President of INTERPOL
- In office 1968–1972
- Preceded by: Firmin Franssen
- Succeeded by: William Higgitt

Personal details
- Born: June 9, 1910 Müschenbach, German Empire
- Died: September 19, 1973 (aged 63) Bonn, West Germany

= Paul Dickopf =

German police chief (1910–1973)

Paul (Paulinus) Dickopf (June 9, 1910 – September 19, 1973) was a member of the NSDAP and SS in the Security Service (SD) and a secret agent in Switzerland, who became a member of the German Federal Criminal Police Office (BKA). Between 1965 and 1971, he was the 4th president of the BKA and a paid "unilateral agent" of the CIA.

While Dickopf himself was not directly involved in war crimes, he did protect many former Nazis who were war criminals.

==Career==
Under the Nazi government of Adolf Hitler, he was a member of the Sturmabteilung and the Schutzstaffel. Dickopf, before and during World War II had been an active Nazi officer in the Schutzstaffel (SS) with SS number 337259. Dickopf's SS personnel file reveals that he became a member in 1935 of the National Socialist German Students' League (Nationalsozialistischer Deutscher Studentenbund; abbreviated NSDStB) having the same status and membership requirements of the official Nazi Party, the Nationalsozialistische Deutsche Arbeiterpartei (NSDAP).

After voluntary army service (1934-1935) he began his police career in 1937 at the Kriminal-Polizei ('Kripo'- Criminal Police) as a criminal commissar candidate serving the last three months in the Sicherheitsdienst des Reichsführers-SS. In 1938 he volunteered for the Führerschule (leadership school) of 'Sipo' (Sicherheits-Polizei - Security Police). Fifteen SS officers of the rank of lieutenant upwards sponsored him. Dickopf was recommended for officer rank by the commandant of the SD school and graduated as an SS Untersturmführer (Lieutenant) became a criminal commissar and member of the SD. Dickopf later enrolled in the general SS in 1939, however, any record of his war activities are obscure since his SS file for that period is incomplete.

Between 1965 and 1971 Dickopf headed the German Federal Criminal Police Office (BKA).
He was dismissed after mounting criticism concerning his administration of the BKA. Hans-Dietrich Genscher nonetheless praised him as a "role model for the German police".

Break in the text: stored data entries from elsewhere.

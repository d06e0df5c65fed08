//! Mapping from usecase errors to HTTP responses.

use axum::{
    Json,
    http::StatusCode,
    response::{IntoResponse, Response},
};
use thiserror::Error;

use crate::{
    domain::{AuthError, LifecycleError, RepositoryError, ValueObjectError},
    infrastructure::dto::http::ErrorResponse,
    usecase::{FetchMessagesError, ListParticipantsError, SendMessageError},
};

/// Error returned by every HTTP handler, rendered as `{ "error": "..." }`
#[derive(Debug, Error)]
pub enum ApiError {
    #[error(transparent)]
    Unauthorized(#[from] AuthError),

    #[error("{0}")]
    BadRequest(String),

    #[error("{0}")]
    NotFound(String),

    /// The durable store did not answer in time
    #[error("{0}")]
    Unavailable(String),

    #[error("{0}")]
    Internal(String),
}

impl ApiError {
    pub fn status_code(&self) -> StatusCode {
        match self {
            ApiError::Unauthorized(_) => StatusCode::UNAUTHORIZED,
            ApiError::BadRequest(_) => StatusCode::BAD_REQUEST,
            ApiError::NotFound(_) => StatusCode::NOT_FOUND,
            ApiError::Unavailable(_) => StatusCode::SERVICE_UNAVAILABLE,
            ApiError::Internal(_) => StatusCode::INTERNAL_SERVER_ERROR,
        }
    }

    fn from_store(context: &str, error: RepositoryError) -> Self {
        tracing::error!("{}: {}", context, error);
        match error {
            RepositoryError::Timeout => ApiError::Unavailable(context.to_string()),
            _ => ApiError::Internal(context.to_string()),
        }
    }
}

impl IntoResponse for ApiError {
    fn into_response(self) -> Response {
        (self.status_code(), Json(ErrorResponse::new(self.to_string()))).into_response()
    }
}

impl From<ValueObjectError> for ApiError {
    fn from(error: ValueObjectError) -> Self {
        ApiError::BadRequest(error.to_string())
    }
}

impl From<LifecycleError> for ApiError {
    fn from(error: LifecycleError) -> Self {
        tracing::error!("{}", error);
        ApiError::Internal("Internal server error".to_string())
    }
}

impl From<SendMessageError> for ApiError {
    fn from(error: SendMessageError) -> Self {
        match error {
            SendMessageError::RecipientNotFound(_) => {
                ApiError::NotFound("Recipient not found".to_string())
            }
            SendMessageError::Store(e) => ApiError::from_store("Failed to send message", e),
        }
    }
}

impl From<FetchMessagesError> for ApiError {
    fn from(error: FetchMessagesError) -> Self {
        match error {
            FetchMessagesError::Store(e) => ApiError::from_store("Failed to fetch messages", e),
        }
    }
}

impl From<ListParticipantsError> for ApiError {
    fn from(error: ListParticipantsError) -> Self {
        match error {
            ListParticipantsError::CurrentParticipantNotFound => {
                ApiError::NotFound("Current user not found".to_string())
            }
            ListParticipantsError::Store(e) => ApiError::from_store("Failed to fetch users", e),
        }
    }
}

#[cfg(test)]
mod tests {
    use super::*;

    #[test]
    fn test_auth_errors_are_unauthorized_with_message() {
        // テスト項目: 認証エラーは 401 で、メッセージから理由が判別できる
        // given (前提条件):
        let error = ApiError::from(AuthError::ExpiredCredential);

        // when (操作):
        let status = error.status_code();

        // then (期待する結果):
        assert_eq!(status, StatusCode::UNAUTHORIZED);
        assert_eq!(error.to_string(), "Authentication error: Token expired");
    }

    #[test]
    fn test_store_timeout_maps_to_service_unavailable() {
        // テスト項目: ストアのタイムアウトは 503、その他のストア障害は 500
        // given (前提条件):
        let timeout = ApiError::from(SendMessageError::Store(RepositoryError::Timeout));
        let backend = ApiError::from(FetchMessagesError::Store(RepositoryError::Backend(
            "disk".to_string(),
        )));

        // when (操作):
        let statuses = (timeout.status_code(), backend.status_code());

        // then (期待する結果):
        assert_eq!(
            statuses,
            (
                StatusCode::SERVICE_UNAVAILABLE,
                StatusCode::INTERNAL_SERVER_ERROR
            )
        );
        assert_eq!(backend.to_string(), "Failed to fetch messages");
    }

    #[test]
    fn test_unknown_recipient_maps_to_not_found() {
        // テスト項目: 存在しない受信者は 404
        // given (前提条件):
        let error = ApiError::from(SendMessageError::RecipientNotFound("ghost".to_string()));

        // when (操作):
        let status = error.status_code();

        // then (期待する結果):
        assert_eq!(status, StatusCode::NOT_FOUND);
    }
}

Dickopf was elected as the president of Interpol in 1968, apparently aided by the contacts of François Genoud to the Arab world.
. While his former Nazi connections were known, he maintained his post until 1972.

Dickopf died after a brief illness on September 19, 1973, in Bonn, Germany.

On June 25, 2012, the "Paul-Dickopf-Straße", a street in Meckenheim, seat of the BKA, bearing Dickopf's name as a remembrance for his presidency of the BKA, was renamed "Gerhard-Boeden-Straße" as a symbolic act following the revelations about Dickopf's masterminding the recruiting of former Nazi officials into the BKA.

==Infiltration of the BKA by former Nazi officials==

After his death it was revealed that Dickopf had made the Federal Criminal Police a safe haven for former Nazi and SS officials, a large number of them war criminals. Under his leadership some concepts of National Socialism were still upheld and practised. For example, one similarity was the way members of Sinti and Roma were treated.

==Secret cooperation with the CIA==
According to documents in the National Archives in Washington, which were released in 2007, the CIA made payments to Dickopf from 1965 to 1971, while he was president of the BKA. He is categorized in the files as a "unilateral agent". One note about Dickopf by the then head of the CIA says: '"Our relationship with Mr Dickopf is mainly of a secret nature, the official contacts being used as a cover up for meetings". Dickopf passed on to the CIA information on leading officials as well as on internal affairs of the BKA and other authorities.